Lomé, 4 juin (ATOP)- En ces périodes d’examens scolaires de fin d’année, le coordonnateur du Programme national des addictions aux produits psychoactifs (PNAPP), Dr Francis Balaka, a exhorté, le mercredi 3 juin à Lomé, les jeunes et les élèves à miser sur le travail et l’effort personnel plutôt que sur la consommation de substances psychoactives.
« La consommation de ces substances détruit le cerveau et compromet l’avenir de ceux qui y recourent. Il vaut mieux compter sur ses capacités intellectuelles pour réussir un examen que de se tourner vers les substances psychoactives », a-t-il conseillé.
Dr Balaka s’exprimait lors d’un entretien avec des journalistes de la branche togolaise du Réseau des médias africains pour la promotion de la santé et de l’environnement (REMAPSEN), dans le cadre de l’activité dénommée « Les Rendez-vous du REMAPSEN ».
À cette occasion, il a défini l’addiction comme une maladie chronique et récidivante du cerveau. Selon lui, une fois la dépendance installée, il devient particulièrement difficile de s’en libérer. « Si l’on expérimente une substance psychoactive et que l’on en devient dépendant, il est très difficile d’arrêter. C’est pourquoi j’invite humblement les jeunes à ne pas y toucher. Nous avons appris dès l’école primaire qu’un nerf détruit ne se régénère pas », a-t-il expliqué.
Les substances psychoactives se répartissent en plusieurs catégories selon leurs effets sur l’organisme. On distingue notamment les perturbateurs, tels que le cannabis, les dépresseurs comme les opioïdes et l’alcool, ainsi que les stimulants à l’instar de la cocaïne et des amphétamines.
Les parents appelés à une vigilance accrue
Le coordonnateur du PNAPP a également insisté sur le rôle déterminant des parents dans la prévention des addictions.
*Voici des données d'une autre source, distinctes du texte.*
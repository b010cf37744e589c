//! Per-task pipeline: fetch, classify, rewrite, store, recurse

use std::time::Instant;
use tracing::debug;
use url::Url;

use super::{CacheErrorKind, CacherInner, DESKTOP_USER_AGENT};
use crate::assets::{content_type_for_path, is_stylesheet, AssetRewriter};
use crate::cacher::fetcher::{FetchRequest, FetchResponse};
use crate::cacher::task::Task;

/// Headers for an attempt with `retries_left` attempts remaining after it.
///
/// Even countdowns present a desktop browser User-Agent; configured headers
/// always go last and win.
pub(super) fn request_headers(
    retries_left: u32,
    static_headers: &[(String, String)],
) -> Vec<(String, String)> {
    let mut headers = Vec::with_capacity(static_headers.len() + 1);
    if retries_left % 2 == 0 {
        headers.push(("User-Agent".to_string(), DESKTOP_USER_AGENT.to_string()));
    }
    headers.extend(static_headers.iter().cloned());
    headers
}

/// Content type from the response, falling back to the path of the URL that
/// was actually served (after redirects)
fn content_type(response: &FetchResponse) -> Option<String> {
    response
        .header("content-type")
        .filter(|ct| !ct.trim().is_empty())
        .map(str::to_string)
        .or_else(|| content_type_for_path(response.final_url.path()).map(str::to_string))
}

fn is_retryable(status: u16) -> bool {
    matches!(status, 403 | 503)
}

impl CacherInner {
    /// Execute one task inside a worker slot
    pub(super) async fn cache_file(&self, mut task: Task) {
        let retries_left = task.take_attempt();
        let Some(key) = task.cache_path().map(str::to_string) else {
            debug!("Task for {} has no storage key, skipping", task.request_url());
            return;
        };

        let request = FetchRequest {
            url: task.request_url().clone(),
            headers: request_headers(retries_left, &self.config.request_headers),
            read_limit: self.config.size_limit.saturating_add(1),
        };

        let started = Instant::now();
        let response = match self.transport.fetch(request).await {
            Ok(response) => response,
            Err(e) => {
                self.report(task.url_context(), CacheErrorKind::Fetch(e));
                return;
            }
        };
        self.metrics.record_download(started.elapsed(), response.status);

        if response.status >= 400 {
            if is_retryable(response.status) && retries_left > 0 {
                debug!(
                    "Got {} for {}, retrying ({} attempts left)",
                    response.status,
                    task.request_url(),
                    retries_left
                );
                self.counters.retried.inc();
                let url = task.request_url().to_string();
                if !self.pool.add_task(task) {
                    debug!("Worker pool stopped, dropping retry of {}", url);
                }
                return;
            }
            self.report(task.url_context(), CacheErrorKind::Status(response.status));
            return;
        }

        if response.body.len() > self.config.size_limit {
            self.report(
                task.url_context(),
                CacheErrorKind::SizeExceeded {
                    limit: self.config.size_limit,
                },
            );
            return;
        }

        let content_type = content_type(&response);
        let stylesheet = content_type.as_deref().is_some_and(is_stylesheet).then(|| {
            String::from_utf8_lossy(&response.body).into_owned()
        });

        let content = match &stylesheet {
            Some(css) => self
                .rewriter
                .rewrite_css(task.session_id(), task.request_url(), css)
                .into_bytes(),
            None => response.body,
        };

        let started = Instant::now();
        let uploaded = self.store.put(&key, content, content_type.as_deref()).await;
        self.metrics.record_upload(started.elapsed(), uploaded.is_err());
        if let Err(e) = uploaded {
            self.report(task.url_context(), CacheErrorKind::Storage(e));
            return;
        }
        self.metrics.increment_saved();
        debug!("Cached {} as {}", task.request_url(), key);

        if let Some(css) = stylesheet {
            self.follow_references(&task, &css).await;
        }
    }

    /// Admit every cachable reference of a stored stylesheet as a child task.
    ///
    /// At depth 0 the depth error is raised only if there is something left
    /// uncached; a depth-0 stylesheet without cachable references is not an
    /// error.
    async fn follow_references(&self, task: &Task, css: &str) {
        let children: Vec<Url> = AssetRewriter::extract_css_urls(css)
            .iter()
            .filter_map(|raw| self.rewriter.resolve_cachable_url(task.request_url(), raw))
            .collect();

        if children.is_empty() {
            return;
        }
        if task.depth() == 0 {
            self.report(task.url_context(), CacheErrorKind::DepthExceeded);
            return;
        }

        for url in children {
            let child = task.child(url, self.config.retries);
            self.check_task(child).await;
        }
    }
}

#[cfg(test)]
mod tests {
    use super::*;

    #[test]
    fn test_user_agent_on_even_countdown() {
        let headers = request_headers(8, &[]);
        assert_eq!(
            headers,
            vec![("User-Agent".to_string(), DESKTOP_USER_AGENT.to_string())]
        );
        assert!(request_headers(9, &[]).is_empty());
        assert_eq!(request_headers(0, &[]).len(), 1);
    }

    #[test]
    fn test_static_headers_layer_on_top() {
        let static_headers = vec![
            ("User-Agent".to_string(), "custom".to_string()),
            ("Referer".to_string(), "https://example.com/".to_string()),
        ];
        let headers = request_headers(4, &static_headers);
        assert_eq!(headers.len(), 3);
        assert_eq!(headers[0].1, DESKTOP_USER_AGENT);
        assert_eq!(headers[1], ("User-Agent".to_string(), "custom".to_string()));
    }

    #[test]
    fn test_content_type_prefers_header() {
        let url = Url::parse("https://example.com/style.css").unwrap();
        let mut response = FetchResponse {
            final_url: url,
            status: 200,
            headers: vec![("Content-Type".to_string(), "text/plain".to_string())],
            body: Vec::new(),
        };
        assert_eq!(content_type(&response).as_deref(), Some("text/plain"));

        response.headers.clear();
        assert_eq!(content_type(&response).as_deref(), Some("text/css; charset=utf-8"));

        response.final_url = Url::parse("https://example.com/blob").unwrap();
        assert_eq!(content_type(&response), None);
    }

    #[test]
    fn test_content_type_uses_redirect_target() {
        let response = FetchResponse {
            final_url: Url::parse("https://example.com/v2/app.css").unwrap(),
            status: 200,
            headers: Vec::new(),
            body: Vec::new(),
        };
        assert!(content_type(&response).as_deref().is_some_and(is_stylesheet));
    }

    #[test]
    fn test_retryable_statuses() {
        assert!(is_retryable(403));
        assert!(is_retryable(503));
        assert!(!is_retryable(404));
        assert!(!is_retryable(500));
    }
}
Il les a invités à être attentifs aux changements de comportement de leurs enfants, souvent révélateurs d’une éventuelle consommation de substances psychoactives.
« Les parents connaissent leurs enfants. Lorsqu’un enfant habituellement agité devient soudainement apathique ou, à l’inverse, lorsqu’un enfant calme devient excessivement agité, cela doit constituer un signal d’alerte », a-t-il souligné.
Dr Balaka a rappelé que les parents ne sont plus les seuls acteurs de l’éducation des enfants. Selon lui, l’influence de la rue et de divers acteurs extérieurs expose davantage les jeunes aux risques liés à la consommation de substances psychoactives.
« L’éducation de la rue est aujourd’hui une réalité. Les enfants sont confrontés à de nombreuses influences qui peuvent les orienter vers des comportements à risque. La vigilance parentale demeure donc essentielle », a-t-il averti. Il a exhorté les parents à suivre de près les habitudes de leurs enfants, à s’intéresser à leurs fréquentations et à rester attentifs à tout changement inhabituel de comportement.
Créé en 2020 et rendu opérationnel en 2021, le Programme national des addictions aux produits psychoactifs est placé sous la tutelle du ministère de la Santé. Il a notamment pour mission de proposer et de mettre en œuvre les politiques et stratégies nationales en matière de prévention, de dépistage, de diagnostic et de prise en charge des personnes affectées par les addictions aux substances psychoactives.